If two or more instances in which the phenomenon occurs have only one circumstance in common, while two or more instances in which it does not occur have nothing in common save the absence of that circumstance; the circumstance in which alone the two sets of instances differ, is the effect, or the cause, or an indispensable part of the cause, of the phenomenon.

In practice, however, this theoretical standard of proof is never attained. What investigators really proceed upon is the presumption afforded, to use Prof. Bain's terms, by Agreement in Presence combined with Agreement in Absence. When it is found that all substances which have a strong smell agree in being readily oxidisable, and that the marsh gas or carbonetted hydrogen which has no smell is not oxidisable at common temperatures, the presumption that oxidation is one of the causal circumstances in smell is strengthened, even though we have not succeeded in eliminating every circumstance but this one from either the positive or the negative instances. So in the following examples given by Prof. Fowler there is not really a compliance with the theoretical requirements of Mill's Method: there is only an increased presumption from the double agreement. "The Joint Method of Agreement and Difference (or the Indirect Method of Difference, or, as I should prefer to call it, the Double Method of Agreement) is being continually employed by us in the ordinary affairs of life. If when I take a particular kind of food, I find that I invariably suffer from some particular form of illness, whereas, when I leave it off, I cease to suffer, I entertain a double assurance that the food is the cause of my illness. I have observed that a certain plant is invariably plentiful on a particular soil; if, with a wide experience, I fail to find it growing on any other soil, I feel confirmed in my belief that there is in this particular soil some chemical constituent, or some peculiar combination of chemical constituents, which is highly favourable, if not essential, to the growth of the plant."

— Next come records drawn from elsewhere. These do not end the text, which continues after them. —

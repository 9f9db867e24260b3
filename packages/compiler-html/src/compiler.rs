use crate::markup::{Attrs, Context};
use crate::{sections, tracking};
use chrono::{DateTime, SecondsFormat, Utc};
use pagesmith_compiler_css::compile_to_css_with_container;
use pagesmith_model::{DeviceSize, Document, SeoMetadata, Theme};
use thiserror::Error;
use tracing::{debug, info, instrument};

pub const DEFAULT_ANALYTICS_ENDPOINT: &str = "/api/analytics/track";

const FALLBACK_TITLE: &str = "Untitled Page";

/// Errors that can occur during HTML compilation
#[derive(Error, Debug)]
pub enum CompileError {
    #[error("Invalid option: {0}")]
    InvalidOption(String),

    #[error("Failed to encode tracking script: {0}")]
    Script(#[from] serde_json::Error),
}

/// Options for HTML compilation
#[derive(Debug, Clone)]
pub struct CompileOptions {
    /// Pretty print HTML
    pub pretty: bool,
    /// Indentation string
    pub indent: String,
    /// Id reported by the tracking script
    pub document_id: Option<String>,
    pub analytics_endpoint: String,
    /// Embed the tracking script
    pub tracking: bool,
    pub seo: SeoMetadata,
    /// Apply this device's responsive overrides and drop sections hidden on it
    pub device: Option<DeviceSize>,
    /// Stamped into a `generated-at` meta tag when set
    pub generated_at: Option<DateTime<Utc>>,
}

impl Default for CompileOptions {
    fn default() -> Self {
        Self {
            pretty: true,
            indent: "  ".to_string(),
            document_id: None,
            analytics_endpoint: DEFAULT_ANALYTICS_ENDPOINT.to_string(),
            tracking: true,
            seo: SeoMetadata::default(),
            device: None,
            generated_at: None,
        }
    }
}

/// A standalone page: `markup` embeds `stylesheet` in its head
#[derive(Debug, Clone, PartialEq)]
pub struct CompiledPage {
    pub markup: String,
    pub stylesheet: String,
}

/// Compile a document and theme to a self-contained HTML page
#[instrument(skip(document, theme, options), fields(sections = document.sections.len(), locale = %theme.locale))]
pub fn compile(
    document: &Document,
    theme: &Theme,
    options: &CompileOptions,
) -> Result<CompiledPage, CompileError> {
    validate_options(options)?;

    let stylesheet = compile_to_css_with_container(theme, document.container_max_width());
    let mut ctx = Context::new(options);

    ctx.add_line("<!DOCTYPE html>");
    ctx.add_line(&format!(
        "<html{}>",
        Attrs::new()
            .attr("lang", theme.locale.code())
            .attr("dir", theme.direction().as_str())
    ));
    ctx.indent();

    compile_head(&stylesheet, options, &mut ctx);

    ctx.open("body", Attrs::new());

    let mut rendered = 0;
    for section in document.sorted_sections() {
        if options.device.map_or(false, |device| section.is_hidden_on(device)) {
            debug!(section_id = %section.id, "Skipping section hidden on device");
            continue;
        }
        sections::render(section, document, theme, options, &mut ctx);
        rendered += 1;
    }

    if options.tracking {
        let script = tracking::script(options.document_id.as_deref(), &options.analytics_endpoint)?;
        ctx.open("script", Attrs::new());
        ctx.raw(&script);
        ctx.close("script");
    }

    ctx.close("body");
    ctx.dedent();
    ctx.add_line("</html>");

    let markup = ctx.get_output();
    info!(rendered, bytes = markup.len(), "Compiled page");

    Ok(CompiledPage { markup, stylesheet })
}

/// Compile one section as a markup fragment, for previews
pub fn compile_section(
    document: &Document,
    section_id: &str,
    theme: &Theme,
    options: &CompileOptions,
) -> Result<Option<String>, CompileError> {
    validate_options(options)?;

    let Some(section) = document.find_section(section_id) else {
        return Ok(None);
    };

    let mut ctx = Context::new(options);
    sections::render(section, document, theme, options, &mut ctx);
    Ok(Some(ctx.get_output()))
}

fn validate_options(options: &CompileOptions) -> Result<(), CompileError> {
    if !options.indent.chars().all(char::is_whitespace) {
        return Err(CompileError::InvalidOption(format!(
            "indent must be whitespace, got {:?}",
            options.indent
        )));
    }
    if options.tracking && options.analytics_endpoint.trim().is_empty() {
        return Err(CompileError::InvalidOption(
            "analytics endpoint is empty".to_string(),
        ));
    }
    Ok(())
}

fn compile_head(stylesheet: &str, options: &CompileOptions, ctx: &mut Context) {
    let seo = &options.seo;
    let title = if seo.title.trim().is_empty() {
        FALLBACK_TITLE
    } else {
        seo.title.as_str()
    };

    ctx.open("head", Attrs::new());

    ctx.void_element("meta", Attrs::new().attr("charset", "UTF-8"));
    ctx.void_element(
        "meta",
        Attrs::new()
            .attr("name", "viewport")
            .attr("content", "width=device-width, initial-scale=1.0"),
    );
    ctx.text_element("title", Attrs::new(), title);

    if !seo.description.is_empty() {
        meta_name(ctx, "description", &seo.description);
    }
    if !seo.keywords.is_empty() {
        meta_name(ctx, "keywords", &seo.keywords.join(", "));
    }
    if let Some(image) = seo.og_image.as_deref().filter(|i| !i.is_empty()) {
        meta_property(ctx, "og:image", image);
    }
    meta_property(ctx, "og:title", title);
    if !seo.description.is_empty() {
        meta_property(ctx, "og:description", &seo.description);
    }
    if let Some(generated_at) = options.generated_at {
        meta_name(
            ctx,
            "generated-at",
            &generated_at.to_rfc3339_opts(SecondsFormat::Secs, true),
        );
    }

    ctx.open("style", Attrs::new());
    ctx.raw(stylesheet);
    ctx.close("style");

    ctx.close("head");
}

fn meta_name(ctx: &mut Context, name: &str, content: &str) {
    ctx.void_element(
        "meta",
        Attrs::new().attr("name", name).attr("content", content),
    );
}

fn meta_property(ctx: &mut Context, property: &str, content: &str) {
    ctx.void_element(
        "meta",
        Attrs::new()
            .attr("property", property)
            .attr("content", content),
    );
}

[Footnote 1:] Elimination, or setting aside as being of no concern, must not be confounded with the exclusion of agents practised in applying the Method of Difference. We use the word in its ordinary sense of putting outside the sphere of an argument. By a curious slip, Professor Bain follows Mill in applying the word sometimes to the process of singling out or disentangling a causal circumstance. This is an inadvertent departure from the ordinary usage, according to which elimination means discarding from consideration as being non-essential.

[Footnote 2:] Hirsch's Geographical and Historical Pathology, Creighton's translation, vol. ii. pp. 121-202.

[Footnote 3:] The bare titles Difference and Agreement, though they have the advantage of simplicity, are apt to puzzle beginners inasmuch as in the Method of Difference the agreement among the instances is at a maximum, and the difference at a minimum, and vice versâ in the Method of Agreement. In both Methods it is really the isolation of the connexion between antecedent and sequent that constitutes the proof.

[Footnote 4:] That rainbows in the sky are produced by the passage of light through minute drops in the clouds was an inference from this observed uniformity.